Catalyst's total liquidity at the end of the quarter was C$136.4 million, down from C$208.3 million at the end of the year-earlier quarter. This was primarily due to a lower borrowing base associated with its amended revolving asset-based loan facility. In late May, the company and its bankers agreed to reduce the size of that loan to C$175 million from C$330 million and extend the maturity to May 31, 2016 from Aug. 13, 2013.

Catalyst also cited the impact of a decrease in cash on hand and an increase in letters of credit.

NewPage not connected

A trader said that while the Catalyst paper was being quoted and traded at considerably lower levels on the company's numbers, "I don't think that [sector peer] NewPage really followed - why should they?"

He quoted the Miamisburg, Ohio-based coated paper manufacturing company's 11 3/8% first-lien senior secured notes at 89½ bid, 90½ offered, while its 10% second-lien notes due notes due 2012 were at 23 bid, 125 offered.

He said those levels were "pretty much where they started the day," allowing that the 11 3/8s might be "down slightly," meaning about a half-point on "decent volume," while the 10s may have been off by a point in "moderate trading."

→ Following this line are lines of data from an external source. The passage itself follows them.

mod common;

use axum::{
    extract::FromRequestParts,
    http::{Method, Request, StatusCode, Uri, header, request::Parts},
};
use axum_extra::extract::cookie::CookieJar;
use common::{InMemoryRepo, test_state};
use jsonwebtoken::{EncodingKey, Header, encode};
use memory_journal::{
    ApiError, AppState,
    auth::{self, AdminUser, AuthUser, Claims},
    config::{AppConfig, Env},
    session,
};
use std::{sync::Arc, time::SystemTime};

// --- Helper Functions ---

const TEST_JWT_SECRET: &str = "test-secret-value-1234567890";

fn now() -> usize {
    SystemTime::now()
        .duration_since(SystemTime::UNIX_EPOCH)
        .unwrap()
        .as_secs() as usize
}

/// Signs claims directly, bypassing `issue_token`, so tests can craft expired tokens.
fn create_token(user_id: i64, role: &str, exp: usize, secret: &str) -> String {
    let claims = Claims {
        user_id,
        username: "alice".to_string(),
        role: role.to_string(),
        iat: now(),
        exp,
    };
    let key = EncodingKey::from_secret(secret.as_bytes());
    encode(&Header::default(), &claims, &key).unwrap()
}

fn create_app_state(env: Env) -> AppState {
    let mut state = test_state(Arc::new(InMemoryRepo::new()));
    state.config.env = env;
    state.config.jwt_secret = TEST_JWT_SECRET.to_string();
    state
}

fn get_request_parts(method: Method, uri: Uri) -> Parts {
    let request = Request::builder()
        .method(method)
        .uri(uri)
        .body(axum::body::Body::empty())
        .unwrap();
    let (parts, _) = request.into_parts();
    parts
}

fn parts_with_bearer(token: &str) -> Parts {
    let mut parts = get_request_parts(Method::GET, "/api/user/me".parse().unwrap());
    parts.headers.insert(
        header::AUTHORIZATION,
        header::HeaderValue::from_str(&format!("Bearer {}", token)).unwrap(),
    );
    parts
}

// --- Token Round Trip ---

#[test]
fn test_issued_token_decodes_with_same_secret() {
    let config = AppConfig::default();
    let token = auth::issue_token(&config, 7, "alice", "USER").unwrap();

    let claims = auth::decode_token(&config, &token).unwrap();
    assert_eq!(claims.user_id, 7);
    assert_eq!(claims.username, "alice");
    assert_eq!(claims.role, "user");
    assert_eq!(
        claims.exp - claims.iat,
        session::SESSION_TTL_HOURS as usize * 3600
    );
}

#[test]
fn test_token_from_other_secret_is_rejected() {
    let config = AppConfig::default();
    let token = create_token(1, "user", now() + 3600, "some-other-secret");

    let err = auth::decode_token(&config, &token).unwrap_err();
    assert!(matches!(&err, ApiError::Unauthorized(msg) if msg == "Invalid token"));
}

#[test]
fn test_expired_token_is_rejected() {
    let mut config = AppConfig::default();
    config.jwt_secret = TEST_JWT_SECRET.to_string();
    let token = create_token(1, "user", now() - 60, TEST_JWT_SECRET);

    let err = auth::decode_token(&config, &token).unwrap_err();
    assert!(matches!(&err, ApiError::Unauthorized(msg) if msg == "Token expired"));
}

// --- AuthUser Extractor ---

#[tokio::test]
async fn test_auth_success_with_valid_jwt() {
    let app_state = create_app_state(Env::Production);
    let token = create_token(42, "user", now() + 3600, TEST_JWT_SECRET);
    let mut parts = parts_with_bearer(&token);

    let user = AuthUser::from_request_parts(&mut parts, &app_state)
        .await
        .unwrap();

    assert_eq!(user.id, 42);
    assert_eq!(user.username, "alice");
    assert_eq!(user.role, "user");
    assert!(!user.is_admin());
}

#[tokio::test]
async fn test_auth_falls_back_to_token_cookie() {
    let app_state = create_app_state(Env::Local);
    let token = create_token(5, "admin", now() + 3600, TEST_JWT_SECRET);

    let mut parts = get_request_parts(Method::GET, "/api/user/me".parse().unwrap());
    parts.headers.insert(
        header::COOKIE,
        header::HeaderValue::from_str(&format!("token={}; role=admin", token)).unwrap(),
    );

    let user = AuthUser::from_request_parts(&mut parts, &app_state)
        .await
        .unwrap();
    assert_eq!(user.id, 5);
    assert!(user.is_admin());
}

#[tokio::test]
async fn test_auth_failure_with_missing_token() {
    let app_state = create_app_state(Env::Production);
    let mut parts = get_request_parts(Method::GET, "/".parse().unwrap());

    let err = AuthUser::from_request_parts(&mut parts, &app_state)
        .await
        .unwrap_err();

    assert_eq!(err.status_code(), StatusCode::UNAUTHORIZED);
    assert_eq!(err.to_string(), "Unauthorized: Missing token");
}

#[tokio::test]
async fn test_auth_failure_with_expired_jwt() {
    let app_state = create_app_state(Env::Production);
    let token = create_token(42, "user", now() - 10, TEST_JWT_SECRET);
    let mut parts = parts_with_bearer(&token);

    let err = AuthUser::from_request_parts(&mut parts, &app_state)
        .await
        .unwrap_err();

    assert_eq!(err.status_code(), StatusCode::UNAUTHORIZED);
}

#[tokio::test]
async fn test_auth_failure_with_garbage_token() {
    let app_state = create_app_state(Env::Local);
    let mut parts = parts_with_bearer("not.a.jwt");

    let err = AuthUser::from_request_parts(&mut parts, &app_state)
        .await
        .unwrap_err();

    assert!(matches!(err, ApiError::Unauthorized(_)));
}

// --- AdminUser Extractor ---

#[tokio::test]
async fn test_admin_extractor_accepts_admin_role() {
    let app_state = create_app_state(Env::Local);
    let token = create_token(1, "Admin", now() + 3600, TEST_JWT_SECRET);
    let mut parts = parts_with_bearer(&token);

    let AdminUser(admin) = AdminUser::from_request_parts(&mut parts, &app_state)
        .await
        .unwrap();
    assert_eq!(admin.role, "admin");
}

#[tokio::test]
async fn test_admin_extractor_forbids_regular_user() {
    let app_state = create_app_state(Env::Local);
    let token = create_token(2, "user", now() + 3600, TEST_JWT_SECRET);
    let mut parts = parts_with_bearer(&token);

    let err = AdminUser::from_request_parts(&mut parts, &app_state)
        .await
        .unwrap_err();

    assert_eq!(err.status_code(), StatusCode::FORBIDDEN);
    assert_eq!(err.to_string(), "Forbidden: Admin access required");
}

#[tokio::test]
async fn test_admin_extractor_unauthorized_without_token() {
    let app_state = create_app_state(Env::Local);
    let mut parts = get_request_parts(Method::GET, "/api/admin/stats".parse().unwrap());

    let err = AdminUser::from_request_parts(&mut parts, &app_state)
        .await
        .unwrap_err();

    assert_eq!(err.status_code(), StatusCode::UNAUTHORIZED);
}

// --- Session Cookies ---

#[test]
fn test_session_issue_sets_both_cookies() {
    let config = AppConfig::default();
    let jar = session::issue(CookieJar::new(), &config, "abc", "ADMIN");

    let token = jar.get(session::TOKEN_COOKIE).unwrap();
    let role = jar.get(session::ROLE_COOKIE).unwrap();
    assert_eq!(token.value(), "abc");
    assert_eq!(role.value(), "admin");
    assert_eq!(token.path(), Some("/"));
    assert_eq!(token.http_only(), Some(true));
    assert_eq!(token.secure(), Some(false));
    assert_eq!(
        token.max_age(),
        Some(time::Duration::hours(session::SESSION_TTL_HOURS))
    );

    assert_eq!(session::read_token(&jar).as_deref(), Some("abc"));
    assert_eq!(session::read_role(&jar).as_deref(), Some("admin"));
}

#[test]
fn test_session_cookies_are_secure_in_production() {
    let mut config = AppConfig::default();
    config.env = Env::Production;
    let jar = session::issue(CookieJar::new(), &config, "abc", "user");

    assert_eq!(jar.get(session::TOKEN_COOKIE).unwrap().secure(), Some(true));
    assert_eq!(jar.get(session::ROLE_COOKIE).unwrap().secure(), Some(true));
}

#[test]
fn test_session_clear_removes_both_cookies() {
    let jar = session::issue(CookieJar::new(), &AppConfig::default(), "abc", "user");
    let jar = session::clear(jar);

    assert!(session::read_token(&jar).is_none());
    assert!(session::read_role(&jar).is_none());
}

// --- Password Hashing ---

#[tokio::test]
async fn test_password_hash_round_trip() {
    let hash = auth::hash_password("hunter2".to_string(), 4).await.unwrap();
    assert_ne!(hash, "hunter2");

    assert!(auth::verify_password("hunter2".to_string(), hash.clone()).await.unwrap());
    assert!(!auth::verify_password("wrong".to_string(), hash).await.unwrap());
}

#[tokio::test]
async fn test_verify_against_malformed_hash_is_false() {
    let ok = auth::verify_password("hunter2".to_string(), "plaintext".to_string())
        .await
        .unwrap();
    assert!(!ok);
}
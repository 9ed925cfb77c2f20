/// Router Module Index
///
/// Routes are split by who may call them. Access control is applied per module
/// with Axum layers, and again by the extractors each handler takes.

/// API routes open to anonymous callers (health, registration, login, logout).
pub mod public;

/// API routes behind the `AuthUser` extractor.
pub mod authenticated;

/// API routes restricted to the 'admin' role.
pub mod admin;

/// The front-end pages, served from the static site directory behind the gate.
pub mod pages;
use chrono::{DateTime, Utc};
use serde::{Deserialize, Serialize};
use sqlx::FromRow;
use ts_rs::TS;
use utoipa::ToSchema;

// --- Stored Records ---

/// UserRecord
///
/// Raw row of the `users` table, including the bcrypt hash. Never serialized;
/// it only travels between the repository and the login/update handlers.
#[derive(Debug, Clone, FromRow, Default)]
pub struct UserRecord {
    pub id: i64,
    pub name: String,
    pub email: String,
    pub password_hash: String,
    // RBAC field: 'user' or 'admin'.
    pub role: String,
    pub created_at: DateTime<Utc>,
    pub updated_at: DateTime<Utc>,
}

/// User
///
/// Public view of an account as returned by the registration and admin endpoints.
#[derive(Debug, Clone, Serialize, Deserialize, TS, ToSchema, FromRow, Default, PartialEq)]
#[ts(export)]
pub struct User {
    pub id: i64,
    pub name: String,
    pub email: String,
    pub role: String,
    #[ts(type = "string")]
    pub created_at: DateTime<Utc>,
    #[ts(type = "string")]
    pub updated_at: DateTime<Utc>,
}

impl From<UserRecord> for User {
    fn from(record: UserRecord) -> Self {
        Self {
            id: record.id,
            name: record.name,
            email: record.email,
            role: record.role,
            created_at: record.created_at,
            updated_at: record.updated_at,
        }
    }
}

/// Entry
///
/// A journal record. Serialized in lowercase snake_case; deserialization also accepts
/// the capitalised keys older clients send (`ID`, `Situation`, ...), so this type is the
/// one place loose shapes get normalized.
#[derive(Debug, Clone, Serialize, Deserialize, TS, ToSchema, FromRow, Default, PartialEq)]
#[ts(export)]
pub struct Entry {
    #[serde(alias = "ID")]
    pub id: i64,
    #[serde(alias = "UserID")]
    pub user_id: i64,
    #[serde(alias = "Situation")]
    pub situation: String,
    #[serde(alias = "Text")]
    pub text: String,
    #[serde(alias = "Colour")]
    pub colour: String,
    #[serde(alias = "Icon")]
    pub icon: String,
    #[serde(alias = "CreatedAt")]
    #[ts(type = "string")]
    pub created_at: DateTime<Utc>,
    #[serde(alias = "UpdatedAt")]
    #[ts(type = "string")]
    pub updated_at: DateTime<Utc>,
}

// --- Request Payloads ---

/// CreateUserRequest
///
/// Registration payload (POST /api/user/create). Missing fields deserialize as empty
/// strings so the handler can answer with a uniform 400.
#[derive(Debug, Clone, Serialize, Deserialize, TS, ToSchema, Default)]
#[serde(default)]
#[ts(export)]
pub struct CreateUserRequest {
    pub name: String,
    pub email: String,
    pub password: String,
}

/// LoginRequest
#[derive(Debug, Clone, Serialize, Deserialize, TS, ToSchema, Default)]
#[serde(default)]
#[ts(export)]
pub struct LoginRequest {
    pub name: String,
    pub password: String,
}

/// EntryPayload
///
/// Body of POST /api/user/entries. All four fields are required and must be non-blank.
#[derive(Debug, Clone, Serialize, Deserialize, TS, ToSchema, Default)]
#[serde(default)]
#[ts(export)]
pub struct EntryPayload {
    #[serde(alias = "Situation")]
    pub situation: String,
    #[serde(alias = "Text")]
    pub text: String,
    #[serde(alias = "Colour")]
    pub colour: String,
    #[serde(alias = "Icon")]
    pub icon: String,
}

impl EntryPayload {
    /// True when every field carries a non-blank value.
    pub fn is_complete(&self) -> bool {
        [&self.situation, &self.text, &self.colour, &self.icon]
            .iter()
            .all(|field| !field.trim().is_empty())
    }
}

/// UpdateEntryRequest
///
/// Partial update for PUT /api/user/entries/{id} and PUT /api/admin/entries/{id}.
/// Absent fields keep their stored value.
#[derive(Debug, Clone, Serialize, Deserialize, TS, ToSchema, Default)]
#[ts(export)]
pub struct UpdateEntryRequest {
    #[serde(alias = "Situation")]
    #[serde(skip_serializing_if = "Option::is_none")]
    pub situation: Option<String>,
    #[serde(alias = "Text")]
    #[serde(skip_serializing_if = "Option::is_none")]
    pub text: Option<String>,
    #[serde(alias = "Colour")]
    #[serde(skip_serializing_if = "Option::is_none")]
    pub colour: Option<String>,
    #[serde(alias = "Icon")]
    #[serde(skip_serializing_if = "Option::is_none")]
    pub icon: Option<String>,
}

impl UpdateEntryRequest {
    /// True when a field is present but blank. Updates may omit fields, not empty them.
    pub fn has_blank_field(&self) -> bool {
        [&self.situation, &self.text, &self.colour, &self.icon]
            .iter()
            .any(|field| field.as_deref().is_some_and(|v| v.trim().is_empty()))
    }
}

/// UpdateUserRequest
///
/// Admin edit of an account (PUT /api/admin/users/{id}). A non-empty `password`
/// is re-hashed before storage.
#[derive(Debug, Clone, Serialize, Deserialize, TS, ToSchema, Default)]
#[ts(export)]
pub struct UpdateUserRequest {
    #[serde(skip_serializing_if = "Option::is_none")]
    pub name: Option<String>,
    #[serde(skip_serializing_if = "Option::is_none")]
    pub role: Option<String>,
    #[serde(skip_serializing_if = "Option::is_none")]
    pub password: Option<String>,
}

/// UserChanges
///
/// Storage-level form of `UpdateUserRequest`, carrying the hash instead of the password.
#[derive(Debug, Clone, Default)]
pub struct UserChanges {
    pub name: Option<String>,
    pub role: Option<String>,
    pub password_hash: Option<String>,
}

// --- Responses ---

/// LoginResponse
#[derive(Debug, Clone, Serialize, Deserialize, TS, ToSchema)]
#[ts(export)]
pub struct LoginResponse {
    pub token: String,
    pub username: String,
    pub role: String,
}

/// UsernameResponse
#[derive(Debug, Clone, Serialize, Deserialize, TS, ToSchema)]
#[ts(export)]
pub struct UsernameResponse {
    pub username: String,
}

/// SessionProfile
///
/// Output of GET /api/user/me, built from the verified token claims.
#[derive(Debug, Clone, Serialize, Deserialize, TS, ToSchema)]
#[ts(export)]
pub struct SessionProfile {
    pub user_id: i64,
    pub username: String,
    pub role: String,
}

/// MessageResponse
#[derive(Debug, Clone, Serialize, Deserialize, TS, ToSchema)]
#[ts(export)]
pub struct MessageResponse {
    pub message: String,
}

impl MessageResponse {
    pub fn new(message: impl Into<String>) -> Self {
        Self {
            message: message.into(),
        }
    }
}

/// AdminStats
///
/// Counters for the admin dashboard (GET /api/admin/stats).
#[derive(Debug, Clone, Serialize, Deserialize, TS, ToSchema, Default)]
#[ts(export)]
pub struct AdminStats {
    pub total_users: i64,
    pub total_admins: i64,
    pub total_entries: i64,
}
use crate::{AppState, handlers};
use axum::{
    Router,
    routing::{get, put},
};

/// Admin Router Module
///
/// Moderation endpoints over every user and entry. Nested under `/api/admin` and
/// wrapped in the admin layer; each handler also takes `AdminUser`.
pub fn admin_routes() -> Router<AppState> {
    Router::new()
        // GET /api/admin/stats
        .route("/stats", get(handlers::get_admin_stats))
        // GET /api/admin/entries
        .route("/entries", get(handlers::list_all_entries))
        // PUT/DELETE /api/admin/entries/{id}
        .route(
            "/entries/{id}",
            put(handlers::update_any_entry).delete(handlers::delete_any_entry),
        )
        // GET /api/admin/users
        .route("/users", get(handlers::list_users))
        // PUT/DELETE /api/admin/users/{id}
        // Deleting a user also deletes their entries.
        .route(
            "/users/{id}",
            put(handlers::update_user).delete(handlers::delete_user),
        )
}
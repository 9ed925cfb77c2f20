#![allow(dead_code)]

use async_trait::async_trait;
use axum::{
    Router,
    body::{Body, to_bytes},
    http::{HeaderMap, Request, Response, header},
};
use chrono::{Duration, Utc};
use memory_journal::{
    AppConfig, AppState, create_router,
    error::RepoError,
    models::{AdminStats, Entry, EntryPayload, UpdateEntryRequest, User, UserChanges, UserRecord},
    repository::Repository,
};
use serde_json::Value;
use std::sync::{Arc, Mutex};

// --- In-Memory Repository ---

#[derive(Default)]
struct Tables {
    users: Vec<UserRecord>,
    entries: Vec<Entry>,
    next_user_id: i64,
    next_entry_id: i64,
}

/// Repository double backed by two vectors. Mirrors the Postgres semantics the
/// handlers rely on: unique names/emails, the entry owner key, owner-scoped entry
/// queries, cascade on user delete, newest-first listing.
#[derive(Default)]
pub struct InMemoryRepo {
    tables: Mutex<Tables>,
}

impl InMemoryRepo {
    pub fn new() -> Self {
        Self::default()
    }

    pub fn entry_count(&self) -> usize {
        self.tables.lock().unwrap().entries.len()
    }
}

fn apply(entry: &mut Entry, req: UpdateEntryRequest) {
    if let Some(v) = req.situation {
        entry.situation = v;
    }
    if let Some(v) = req.text {
        entry.text = v;
    }
    if let Some(v) = req.colour {
        entry.colour = v;
    }
    if let Some(v) = req.icon {
        entry.icon = v;
    }
    entry.updated_at = Utc::now();
}

fn newest_first(mut entries: Vec<Entry>) -> Vec<Entry> {
    entries.sort_by(|a, b| b.created_at.cmp(&a.created_at).then(b.id.cmp(&a.id)));
    entries
}

#[async_trait]
impl Repository for InMemoryRepo {
    async fn create_user(
        &self,
        name: &str,
        email: &str,
        password_hash: &str,
        role: &str,
    ) -> Result<User, RepoError> {
        let mut t = self.tables.lock().unwrap();
        if t.users.iter().any(|u| u.name == name || u.email == email) {
            return Err(RepoError::Duplicate);
        }
        t.next_user_id += 1;
        let now = Utc::now();
        let record = UserRecord {
            id: t.next_user_id,
            name: name.to_string(),
            email: email.to_string(),
            password_hash: password_hash.to_string(),
            role: role.to_string(),
            created_at: now,
            updated_at: now,
        };
        t.users.push(record.clone());
        Ok(record.into())
    }

    async fn ensure_user(
        &self,
        name: &str,
        email: &str,
        password_hash: &str,
        role: &str,
    ) -> Result<User, RepoError> {
        if let Some(existing) = self.find_user_by_name(name).await? {
            return Ok(existing.into());
        }
        self.create_user(name, email, password_hash, role).await
    }

    async fn find_user_by_name(&self, name: &str) -> Result<Option<UserRecord>, RepoError> {
        let t = self.tables.lock().unwrap();
        Ok(t.users.iter().find(|u| u.name == name).cloned())
    }

    async fn get_users(&self) -> Result<Vec<User>, RepoError> {
        let t = self.tables.lock().unwrap();
        Ok(t.users.iter().cloned().map(User::from).collect())
    }

    async fn update_user(&self, id: i64, changes: UserChanges) -> Result<Option<User>, RepoError> {
        let mut t = self.tables.lock().unwrap();
        let Some(user) = t.users.iter_mut().find(|u| u.id == id) else {
            return Ok(None);
        };
        if let Some(name) = changes.name {
            user.name = name;
        }
        if let Some(role) = changes.role {
            user.role = role;
        }
        if let Some(hash) = changes.password_hash {
            user.password_hash = hash;
        }
        user.updated_at = Utc::now();
        Ok(Some(user.clone().into()))
    }

    async fn delete_user(&self, id: i64) -> Result<bool, RepoError> {
        let mut t = self.tables.lock().unwrap();
        let before = t.users.len();
        t.users.retain(|u| u.id != id);
        let removed = t.users.len() < before;
        if removed {
            t.entries.retain(|e| e.user_id != id);
        }
        Ok(removed)
    }

    async fn get_entries(&self, user_id: i64) -> Result<Vec<Entry>, RepoError> {
        let t = self.tables.lock().unwrap();
        Ok(newest_first(
            t.entries.iter().filter(|e| e.user_id == user_id).cloned().collect(),
        ))
    }

    async fn create_entry(&self, user_id: i64, payload: EntryPayload) -> Result<Entry, RepoError> {
        let mut t = self.tables.lock().unwrap();
        if !t.users.iter().any(|u| u.id == user_id) {
            return Err(RepoError::UnknownOwner);
        }
        t.next_entry_id += 1;
        // Spread timestamps so ordering is deterministic within one test.
        let now = Utc::now() + Duration::milliseconds(t.next_entry_id);
        let entry = Entry {
            id: t.next_entry_id,
            user_id,
            situation: payload.situation,
            text: payload.text,
            colour: payload.colour,
            icon: payload.icon,
            created_at: now,
            updated_at: now,
        };
        t.entries.push(entry.clone());
        Ok(entry)
    }

    async fn update_entry(
        &self,
        id: i64,
        user_id: i64,
        req: UpdateEntryRequest,
    ) -> Result<Option<Entry>, RepoError> {
        let mut t = self.tables.lock().unwrap();
        Ok(t
            .entries
            .iter_mut()
            .find(|e| e.id == id && e.user_id == user_id)
            .map(|e| {
                apply(e, req);
                e.clone()
            }))
    }

    async fn delete_entry(&self, id: i64, user_id: i64) -> Result<bool, RepoError> {
        let mut t = self.tables.lock().unwrap();
        let before = t.entries.len();
        t.entries.retain(|e| !(e.id == id && e.user_id == user_id));
        Ok(t.entries.len() < before)
    }

    async fn get_all_entries(&self) -> Result<Vec<Entry>, RepoError> {
        let t = self.tables.lock().unwrap();
        Ok(newest_first(t.entries.clone()))
    }

    async fn update_any_entry(
        &self,
        id: i64,
        req: UpdateEntryRequest,
    ) -> Result<Option<Entry>, RepoError> {
        let mut t = self.tables.lock().unwrap();
        Ok(t.entries.iter_mut().find(|e| e.id == id).map(|e| {
            apply(e, req);
            e.clone()
        }))
    }

    async fn delete_any_entry(&self, id: i64) -> Result<bool, RepoError> {
        let mut t = self.tables.lock().unwrap();
        let before = t.entries.len();
        t.entries.retain(|e| e.id != id);
        Ok(t.entries.len() < before)
    }

    async fn get_stats(&self) -> Result<AdminStats, RepoError> {
        let t = self.tables.lock().unwrap();
        Ok(AdminStats {
            total_users: t.users.len() as i64,
            total_admins: t.users.iter().filter(|u| u.role == "admin").count() as i64,
            total_entries: t.entries.len() as i64,
        })
    }
}

// --- App Scaffolding ---

pub const ADMIN_PASSWORD: &str = "root-password";

pub fn test_config() -> AppConfig {
    AppConfig {
        admin_password: Some(ADMIN_PASSWORD.to_string()),
        ..AppConfig::default()
    }
}

pub fn test_state(repo: Arc<InMemoryRepo>) -> AppState {
    AppState {
        repo,
        config: test_config(),
    }
}

pub fn test_app() -> (Router, Arc<InMemoryRepo>) {
    let repo = Arc::new(InMemoryRepo::new());
    (create_router(test_state(repo.clone())), repo)
}

// --- Request Helpers ---

pub fn json_request(method: &str, uri: &str, body: Value) -> Request<Body> {
    Request::builder()
        .method(method)
        .uri(uri)
        .header(header::CONTENT_TYPE, "application/json")
        .body(Body::from(body.to_string()))
        .unwrap()
}

pub fn bearer_request(method: &str, uri: &str, token: &str, body: Option<Value>) -> Request<Body> {
    let builder = Request::builder()
        .method(method)
        .uri(uri)
        .header(header::AUTHORIZATION, format!("Bearer {}", token));
    match body {
        Some(body) => builder
            .header(header::CONTENT_TYPE, "application/json")
            .body(Body::from(body.to_string()))
            .unwrap(),
        None => builder.body(Body::empty()).unwrap(),
    }
}

pub async fn body_json(response: Response<Body>) -> Value {
    let bytes = to_bytes(response.into_body(), usize::MAX).await.unwrap();
    serde_json::from_slice(&bytes).unwrap()
}

/// All `Set-Cookie` header values of a response.
pub fn set_cookies(headers: &HeaderMap) -> Vec<String> {
    headers
        .get_all(header::SET_COOKIE)
        .iter()
        .filter_map(|v| v.to_str().ok())
        .map(str::to_string)
        .collect()
}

A second trader said that the NewPage bonds "started out weaker, down a quarter, and is probably unchanged at the close, pegging the bonds at around 90-901/4.

At another desk, a market source quoted the 11 3/8s at 89 7/8 bid, while seeing the 10s at 23. He saw fairly active dealings in both issues, estimating volume in the 11 3/8s at about $9.5 million at mid-afternoon, while seeing $7 million of turnover - enough to put both issues near the top of the day's most actives list.

Hovnanian holds levels

Elsewhere, a trader said that Hovnanian Enterprises Inc.'s' 10 5/8% notes due 2016 "has been a pretty active name," quoting the Red Bank, N.J.-based homebuilder's credit at 93 bid, 94 offered, which said was in line with recent levels, "but I've just seen them quoted a lot."

He said that credit default swaps protecting Hovnanian holders against a potential defaults "definitely are actively quoted."

At another desk, a trader said that Hovnanian "was pretty active," seeing the 11 7/8% notes due 2015 were up a point to 63 bid, 63 ¾ offered, "though I don't know why."

The Hovnanian bonds had been getting pushed around last week, traders said, on a combination of investor angst about continued weak housing sales and home prices, proven by recent federal and industry data, as well as fears that home mortgage deductibility could in theory be on the chopping block as Washington looks for new revenues through tax code revisions, although it appears no such actions will be immediately taken, according to news reports about the much-heralded debt ceiling agreement.